Problem to work on: Copy each line of the following material that has the string "diskmap".

Data:
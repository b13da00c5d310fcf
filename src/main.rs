use clap::Parser;
use diskmap::config::Config;
use diskmap::crawler::{FileCrawler, ScanOptions};
use diskmap::format::{format_size, percent_of, truncate_label};
use diskmap::logging::{init_logging, LogTarget};
use diskmap::snapshot::ScanCache;
use diskmap::tree::FileTree;
use diskmap::treemap::{layout, Tile};
use std::io::{self, Write};
use std::path::{Path, PathBuf};
use tracing::{info, warn};

/// Symbols painted into treemap tiles, one per listed child.
const TILE_KEYS: &[u8] = b"123456789ABCDEFGHIJKLMNOPQRSTUVWXYZ";

#[derive(Parser)]
#[command(name = "diskmap")]
#[command(about = "Show where the bytes under a directory go")]
#[command(version)]
struct Cli {
    /// Directory to analyze
    #[arg(default_value = ".")]
    path: PathBuf,

    /// Leave directories deeper than this unscanned
    #[arg(short, long)]
    depth: Option<usize>,

    /// Number of children to list and draw (default: display.max_items)
    #[arg(short, long)]
    top: Option<usize>,

    /// Treemap width in characters
    #[arg(long, default_value_t = 80)]
    width: u16,

    /// Treemap height in characters
    #[arg(long, default_value_t = 20)]
    height: u16,

    /// Always scan, and do not store the result
    #[arg(long)]
    no_cache: bool,

    /// Config file (default: platform config dir)
    #[arg(short, long)]
    config: Option<PathBuf>,

    /// Rows in the extension breakdown (default: display.max_extensions)
    #[arg(short, long)]
    extensions: Option<usize>,
}

fn main() -> diskmap::Result<()> {
    let cli = Cli::parse();
    let config = Config::load(cli.config.as_deref())?;
    init_logging(&config.logging, LogTarget::Stderr)?;

    let root = cli.path.canonicalize()?;
    let mut options = config.scan_options();
    if cli.depth.is_some() {
        options.max_depth = cli.depth;
    }

    let cache = (config.cache.enabled && !cli.no_cache)
        .then(|| ScanCache::from_config(&config.cache))
        .and_then(|cache| cache.map_err(|e| warn!("cache disabled: {}", e)).ok());

    let tree = load_or_scan(&root, options, cache.as_ref());

    let top = cli.top.unwrap_or(config.display.max_items);
    let extensions = cli.extensions.unwrap_or(config.display.max_extensions);

    let mut out = io::stdout().lock();
    write_report(&mut out, &tree, top, extensions, cli.width, cli.height)?;
    Ok(())
}

fn load_or_scan(root: &Path, options: ScanOptions, cache: Option<&ScanCache>) -> FileTree {
    if let Some(cache) = cache {
        match cache.load(root, &options) {
            Ok(Some(tree)) => {
                info!("using cached snapshot of {}", root.display());
                return tree;
            }
            Ok(None) => {}
            Err(err) => warn!("ignoring cached snapshot: {}", err),
        }
    }

    let mut crawler = FileCrawler::new(options.clone());
    let (tree, stats) = crawler.scan_with_progress(root, None);
    if stats.skipped_symlinks > 0 || stats.unreadable_dirs > 0 {
        info!(
            symlinks = stats.skipped_symlinks,
            unreadable = stats.unreadable_dirs,
            "some entries were not counted"
        );
    }

    if let Some(cache) = cache {
        if let Err(err) = cache.save(&tree, &options) {
            warn!("could not store snapshot: {}", err);
        }
    }
    tree
}

fn write_report(
    out: &mut impl Write,
    tree: &FileTree,
    top: usize,
    extensions: usize,
    width: u16,
    height: u16,
) -> io::Result<()> {
    let root = tree.root();
    let total = tree.total_size();

    writeln!(
        out,
        "{}  {}  {} files",
        tree.root_path().display(),
        format_size(total),
        tree.file_count(root)
    )?;
    writeln!(out)?;

    let children = tree.sorted_children(root);
    if children.is_empty() {
        writeln!(out, "(empty)")?;
        return Ok(());
    }

    writeln!(out, "Largest entries:")?;
    for (i, &child) in children.iter().take(top).enumerate() {
        let Some(entry) = tree.get(child) else {
            continue;
        };
        let size = tree.aggregate_size(child);
        let key = TILE_KEYS.get(i).map(|&b| b as char).unwrap_or(' ');
        let mut name = entry.name.clone();
        if entry.is_dir() {
            name.push('/');
        }
        let note = if entry.is_scanned() { "" } else { "  (not scanned)" };
        writeln!(
            out,
            "  [{}] {:<32} {:>10} {:>6.1}%{}",
            key,
            truncate_label(&name, 32),
            format_size(size),
            percent_of(size, total),
            note
        )?;
    }
    if children.len() > top {
        let rest: u64 = children[top..].iter().map(|&c| tree.aggregate_size(c)).sum();
        writeln!(
            out,
            "      {:<32} {:>10} {:>6.1}%",
            format!("({} more)", children.len() - top),
            format_size(rest),
            percent_of(rest, total)
        )?;
    }

    let stats = tree.extension_stats(root);
    let ranked = stats.ranked(extensions);
    if !ranked.is_empty() {
        writeln!(out)?;
        writeln!(out, "Extensions:")?;
        for row in ranked {
            writeln!(
                out,
                "  {:<12} {:>10} {:>6.1}%  {} files",
                truncate_label(&row.extension, 12),
                format_size(row.total_size),
                row.percent_by_size,
                row.count
            )?;
        }
    }

    let risk = stats.risk_summary();
    if !risk.findings.is_empty() {
        writeln!(out)?;
        writeln!(out, "Risk:")?;
        for finding in &risk.findings {
            writeln!(out, "  {}", finding)?;
        }
        for advice in risk.recommendations() {
            writeln!(out, "  - {}", advice)?;
        }
    }

    let tiles = layout(tree, root, 0, 0, width, height, top.min(TILE_KEYS.len()));
    if !tiles.is_empty() {
        writeln!(out)?;
        for line in render_grid(&tiles, width, height) {
            writeln!(out, "{}", line)?;
        }
    }
    Ok(())
}

/// Paint each tile with its key; cells no tile covers stay blank.
fn render_grid(tiles: &[Tile], width: u16, height: u16) -> Vec<String> {
    let mut grid = vec![vec![' '; width as usize]; height as usize];
    for (i, tile) in tiles.iter().enumerate() {
        let key = TILE_KEYS.get(i).map(|&b| b as char).unwrap_or('?');
        let rect = tile.rect;
        for y in rect.y..rect.y.saturating_add(rect.height).min(height) {
            for x in rect.x..rect.x.saturating_add(rect.width).min(width) {
                grid[y as usize][x as usize] = key;
            }
        }
    }
    grid.into_iter().map(|row| row.into_iter().collect()).collect()
}

#[cfg(test)]
mod tests {
    use super::*;
    use diskmap::tree::NodeKind;

    fn sample_tree() -> FileTree {
        let mut tree = FileTree::new("/r");
        let root = tree.root();
        let d = tree.add_child(root, "d", PathBuf::from("/r/d"), NodeKind::Dir);
        tree.add_child(d, "x.bin", PathBuf::from("/r/d/x.bin"), NodeKind::File { size: 600 });
        tree.add_child(root, "a.txt", PathBuf::from("/r/a.txt"), NodeKind::File { size: 300 });
        tree.add_child(root, "b.txt", PathBuf::from("/r/b.txt"), NodeKind::File { size: 100 });
        tree.mark_scanned(d);
        tree.mark_scanned(root);
        tree
    }

    #[test]
    fn test_grid_paints_every_tile() {
        let tree = sample_tree();
        let tiles = layout(&tree, tree.root(), 0, 0, 40, 10, 12);
        let grid = render_grid(&tiles, 40, 10);

        assert_eq!(grid.len(), 10);
        assert!(grid.iter().all(|row| row.chars().count() == 40));
        let ones = grid.iter().flat_map(|r| r.chars()).filter(|&c| c == '1').count();
        let threes = grid.iter().flat_map(|r| r.chars()).filter(|&c| c == '3').count();
        assert_eq!(ones, 240);
        assert_eq!(threes, 40);
    }

    #[test]
    fn test_report_lists_children_and_extensions() {
        let tree = sample_tree();
        let mut out = Vec::new();
        write_report(&mut out, &tree, 2, 5, 20, 5).unwrap();
        let text = String::from_utf8(out).unwrap();

        assert!(text.contains("[1] d/"));
        assert!(text.contains("[2] a.txt"));
        assert!(!text.contains("b.txt"));
        assert!(text.contains("(1 more)"));
        assert!(text.contains(".bin"));
        assert!(text.contains(".txt"));
        assert!(text.contains("3 files"));
        assert!(!text.contains("Risk:"));
    }

    #[test]
    fn test_report_flags_executables() {
        let mut tree = sample_tree();
        let root = tree.root();
        tree.add_child(root, "tool.exe", PathBuf::from("/r/tool.exe"), NodeKind::File { size: 50 });
        tree.add_child(root, "build.ps1", PathBuf::from("/r/build.ps1"), NodeKind::File { size: 5 });

        let mut out = Vec::new();
        write_report(&mut out, &tree, 5, 10, 20, 5).unwrap();
        let text = String::from_utf8(out).unwrap();

        assert!(text.contains("Risk:"));
        assert!(text.contains("CRITICAL: 1 .exe executable files"));
        assert!(text.contains("WARNING: 1 .ps1 script files"));
        assert!(text.contains("- Consider running antivirus scan"));
    }

    #[test]
    fn test_depth_limited_snapshot_is_not_reused_for_full_scan() {
        let data = tempfile::tempdir().unwrap();
        let cache_dir = tempfile::tempdir().unwrap();
        std::fs::create_dir(data.path().join("sub")).unwrap();
        std::fs::write(data.path().join("sub/f.bin"), vec![0u8; 500]).unwrap();
        let cache = ScanCache::new(cache_dir.path());

        let shallow = ScanOptions {
            max_depth: Some(1),
            ..ScanOptions::default()
        };
        let tree = load_or_scan(data.path(), shallow.clone(), Some(&cache));
        assert_eq!(tree.total_size(), 0);

        let tree = load_or_scan(data.path(), ScanOptions::default(), Some(&cache));
        assert_eq!(tree.total_size(), 500);

        // The full scan replaced the shallow snapshot.
        assert!(cache.load(data.path(), &shallow).unwrap().is_none());
        assert_eq!(cache.load(data.path(), &ScanOptions::default()).unwrap().unwrap().total_size(), 500);
    }

    #[test]
    fn test_cli_parses_flags() {
        let cli = Cli::parse_from(["diskmap", "/tmp", "--depth", "2", "--top", "5", "--no-cache"]);
        assert_eq!(cli.path, PathBuf::from("/tmp"));
        assert_eq!(cli.depth, Some(2));
        assert_eq!(cli.top, Some(5));
        assert!(cli.no_cache);
        assert_eq!(cli.width, 80);
    }
}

Task answer:
use diskmap::config::Config;
use diskmap::crawler::{FileCrawler, ScanOptions};
use diskmap::format::{format_size, percent_of, truncate_label};
use diskmap::logging::{init_logging, LogTarget};
use diskmap::snapshot::ScanCache;
use diskmap::tree::FileTree;
use diskmap::treemap::{layout, Tile};
#[command(name = "diskmap")]
fn main() -> diskmap::Result<()> {
    use diskmap::tree::NodeKind;
        let cli = Cli::parse_from(["diskmap", "/tmp", "--depth", "2", "--top", "5", "--no-cache"]);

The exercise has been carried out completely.